Good evening, Mr. Barbee.  On February 1, 1786 William Herschel, discovered a rift of emission nebulosity due south of the star Alnitak (Zeta Orionis) in Orion's Belt.  When it was omitted from the New General Catalogue, but later added to the Index Catalogue as IC 434, nobody thought much about it.  That is, until 102 years later, when the American astronomer Williamina Fleming noticed a small silhouette in front of it on a photograph of the area taken at Harvard College Observatory.  Edward Barnard later cataloged that patch of dark nebulosity as Barnard 33, but most of us know it today as the Horsehead Nebula.  Since then, countless photos of the Horsehead have been taken, and while many observers have tried to see the Horsehead directly, few have succeeded.

Your mission, should you choose to accept it, is to find the Horsehead for yourself with your own binoculars.  This article will self-destruct in 5 seconds.  Good luck.

 

Above: Winter star map adapted from the book Star Watch by Phil Harrington

Okay, I'm kidding about the self-destruct part, but not about seeing the Horsehead through binoculars.  Last October, I received an e-mail from CN member Buddy Barbee asking if I might relate my experiences with seeing the Horsehead Nebula through binoculars.  I'm happy to oblige; in fact, I do just that in my new book, Cosmic Challenge (2010: Cambridge University Press).  Seeing the Horsehead through giant binoculars is one of the most demanding tests in chapter 4, “Small Scope Challenges: Giant Binoculars, 3- to 5-inch telescopes.”

For those who may have read my first book Touring the Universe through Binoculars (1990: John Wiley and Sons), you will know that in there I say that "the Horsehead Nebula…is too small and faint to be visible in binoculars."  I reasoned that it's tough enough to find it through large backyard telescopes, let alone binoculars.  Well, that was before the 1991 Winter Star Party in the Florida Keys.  After spending some time observing alongside Tom Lorenzin, a talented astronomy author and observer from North Carolina, I found out that I was wrong.  Tom showed me that the Horsehead is indeed visible in giant binoculars!


 

Above: Finder chart for this month's Binocular Universe.  Chart adapted from Touring the Universe through Binoculars Atlas (TUBA), www.philharrington.net/tuba.htm


Here's how we did it.  First, we were in an ideal observing site.  The Keys' crystal clear skies and Orion's height above the horizon certainly made a big difference.  Next, he taped a pair of hydrogen-beta line filters to the eyepieces of his 10x70 Fujinon binoculars.  Finally, we made sure that Alnitak was just outside the northern edge of the field, while nearby Sigma Orionis was toward the western edge.  Then, with a detailed chart of the area at our side, we looked for a close-set pair of 8th-and 9th-magnitude stars near the center of the field.  These coincide with the leading edge of IC 434, the emission nebula that lights the Horsehead from behind.  With Tom's help, it took me only a few minutes to pick out both nebulae.  Of course, the Horsehead was very small, looking like the silhouette of a thumb viewed from a few dozen feet away.  Tiny, but it was unmistakably there.  Give it a try and let me know how you make out!

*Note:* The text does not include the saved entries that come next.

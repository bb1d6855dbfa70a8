//! Domain error types
//!
//! This module defines error types specific to domain operations,
//! including validation failures and malformed remote identities.

use thiserror::Error;

/// Errors that can occur in domain operations
#[derive(Debug, Error, Clone, PartialEq, Eq)]
pub enum DomainError {
    /// Invalid resource or node name
    #[error("Invalid name: {0}")]
    InvalidName(String),

    /// Invalid USS path format
    #[error("Invalid path: {0}")]
    InvalidPath(String),

    /// Invalid connection URL
    #[error("Invalid url: {0}")]
    InvalidUrl(String),

    /// A descriptor could not be built from a remote listing item
    #[error("Invalid descriptor: {0}")]
    InvalidDescriptor(String),

    /// Generic validation failure
    #[error("Validation failed: {0}")]
    ValidationFailed(String),

    /// ID parsing error
    #[error("Invalid ID format: {0}")]
    InvalidId(String),
}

If this challenge was a little too demanding, then let’s try for something a little easier (but still demanding enough to be included in my book).  In chapter 3 (Binocular Challenges), I challenge readers to spot the reflection nebula M78 through more traditionally sized binoculars.  Like the better known Orion Nebula, M42, M78 belongs to a vast expanse of hydrogen gas called the Orion Molecular Cloud currently wafting across the constellation.  While the hydrogen gas in M42 is being ionized into fluorescence by ultraviolet energy emitted by the many stars embedded within, M78 is visible only by reflecting the light from nearby suns.  The starlight reflects off the grains of interstellar dust scattered throughout the cloud, creating a reflection nebula.

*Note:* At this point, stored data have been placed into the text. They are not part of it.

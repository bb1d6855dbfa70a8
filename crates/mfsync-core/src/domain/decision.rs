//! Reconciliation decisions and outcomes

use std::fmt::{self, Display, Formatter};

use serde::{Deserialize, Serialize};

/// What a save strategy decided for a diverged file
#[derive(Debug, Clone, Copy, PartialEq, Eq, Hash, Serialize, Deserialize)]
#[serde(rename_all = "snake_case")]
pub enum SaveDecision {
    /// Push local edits over the remote copy
    KeepLocal,
    /// Replace local edits with the remote copy
    AcceptRemote,
}

impl Display for SaveDecision {
    fn fmt(&self, f: &mut Formatter<'_>) -> fmt::Result {
        let s = match self {
            SaveDecision::KeepLocal => "keep_local",
            SaveDecision::AcceptRemote => "accept_remote",
        };
        write!(f, "{}", s)
    }
}

/// Result of one successful synchronize pass
#[derive(Debug, Clone, Copy, PartialEq, Eq, Serialize, Deserialize)]
#[serde(rename_all = "snake_case")]
pub enum SyncOutcome {
    /// First pass of the session: remote content became the local content
    InitialContent,
    /// Local and remote content already matched
    Unchanged,
    /// Local content was uploaded
    Uploaded,
    /// Remote content replaced local content
    AcceptedRemote,
}

impl Display for SyncOutcome {
    fn fmt(&self, f: &mut Formatter<'_>) -> fmt::Result {
        let s = match self {
            SyncOutcome::InitialContent => "initial_content",
            SyncOutcome::Unchanged => "unchanged",
            SyncOutcome::Uploaded => "uploaded",
            SyncOutcome::AcceptedRemote => "accepted_remote",
        };
        write!(f, "{}", s)
    }
}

To see objects like M78, we need a reasonably dark, transparent sky.  Actually, I find M78 to be an excellent test of a winter sky's quality.  Under a sky with a naked-eye limiting magnitude of 4.5, M78 is barely visible through my 10x50 binoculars as a small, very faint blur.  Improving conditions to a naked-eye limiting magnitude of 5.5, M78 becomes much more obvious when the same binoculars are aimed its way.  The oval cloud appears punctuated by a brighter, slightly offset core.  Although the overall appearance reminds many of a faint comet, the brighter "nucleus" is actually a pair of close-set 10th-magnitude stars that are embedded within the cloud.  Despite the fact that the ultraviolet radiation emissions from these stars is not enough to turn the cloud into an emission nebula, their visible light is sufficient to light up the multitude of dust grains within.

 

Left: M78 is barely visible through the author’s 10x50 binoculars as a small, very faint blur along the left edge of this sketch.  The three Belt stars, along with many other members of Collinder 70, line the right side.

North is up.

From the author's new book, Cosmic Challenge.

Here is one final target this month that I know every reader has seen a multitude of times.  No challenge here; in fact, it’s visible easily to the naked eye.  You just may not have realized what you were look at.  I’m talking about the Belt of Orion.  All three of the Belt stars, along with another hundred or so fainter suns, belong to an open star cluster known as Collinder 70 (abbreviated Cr 70 on the map above).  The Belt Cluster was not recognized as such until research conducted by the Swedish astronomer Per Collinder (1890-1974) showed that the stars were all about the same distance away and moving in the same direction through our galaxy.  Many of the 471 open clusters that Collinder included in his 1931 catalog are too large and sparse to appreciate through most telescopes, but are perfect for binoculars.

Most of the stars in the Orion Belt Cluster shine brighter than 9th magnitude, bringing them within range of 50-mm binoculars from suburban skies.  When you look their way, consider that those stars are probably less than 10 million years old.  That's very young compared to our 4.5-billion year old Sun, but much older than the stars in the Orion Nebula, which date back no more than 300,000 years.

Overall, Collinder 70 looks football-shaped, with the three Belt stars marking the ball's length.  There is also a distinctive S-shaped chain of 11 faint stars snaking from Mintaka, the Belt's western star, to Alnilam at its center.  I like to think of them as stitching on the football!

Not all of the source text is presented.